Graph 2 shows how the hallucination rate increases with increasing levels of noise and bias in the training data. It shows that even relatively small levels of noise (10-15%) can lead to a significant increase in the number of false positives in the model output. However, the relationship is nonlinear: after a certain threshold (approximately 20-25% noise), the hallucination rate increases exponentially, indicating the critical importance of careful preprocessing and cleaning of the data before training. These results highlight the need for better data filtering methods and strategies to actively identify and correct bias in training sets.

3. Model Architecture: How Autoregression and Transformer Limitations Facilitate Hallucinations

Modern large language models are based on the Transformer architecture, which, despite its revolutionary nature, contains fundamental limitations that predispose to hallucinations. The autoregressive text generation mechanism, where each next word is predicted based on the previous ones, creates a cascade effect: even minor errors at the beginning of generation can lead to significant distortions in the final result. This phenomenon is especially noticeable when generating long texts or complex arguments, where the model must maintain consistency over many tokens. A deep problem with autoregressive models is their local nature of decision making. At each step of generation, the model optimizes the probability of the next token, taking into account only a limited context, but has no mechanism for globally planning the entire answer. For example, when answering a question about a scientific discovery, the model may correctly begin the description, but then, following local probability distributions, add false details or non-existent researchers. This is because at each step the choice of the next word is statistically justified, but the overall sequence may deviate from the actual accuracy.

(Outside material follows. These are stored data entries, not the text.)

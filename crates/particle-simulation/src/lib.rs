//! # Particle Field Simulation
//!
//! CPU simulation of a pointer-reactive particle lattice, plus the
//! mount/frame/unmount lifecycle that ties it to a host window.

pub mod debounce;
pub mod field;
pub mod frame_loop;
pub mod host;
pub mod lattice;
pub mod params;
pub mod pointer;
pub mod view;

pub use debounce::*;
pub use field::*;
pub use frame_loop::*;
pub use host::*;
pub use lattice::*;
pub use params::*;
pub use pointer::*;
pub use view::*;
//! # Particle Field Physics
//!
//! Per-particle math for the interactive particle field: pointer repulsion,
//! spring return to the lattice anchor, damping, and displacement-driven
//! opacity.

pub mod color;
pub mod constants;
pub mod forces;
pub mod particle;

pub use color::*;
pub use constants::*;
pub use forces::*;
pub use particle::*;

The architectural limitations of Transformers are also manifested in their inability to truly understand and reason. Models work on the principle of advanced pattern matching, but have no internal mechanisms for checking the consistency or reliability of the information generated. When a model “reasons” about a complex topic, it actually follows the path of the most probable associations from the training data, which can lead to plausible, but completely fictitious conclusions. This is especially evident in specialized areas that require precise knowledge.

Another critical aspect is the lack of a “rollback” or rethinking mechanism in the architecture. Unlike a person, who can notice an error in his reasoning and go back to correct it, LLMs generate text strictly sequentially without the possibility of subsequent correction. This means that any error made in the early stages of generation inevitably affects all subsequent predictions, creating a snowball effect where a small inaccuracy grows into a major hallucination.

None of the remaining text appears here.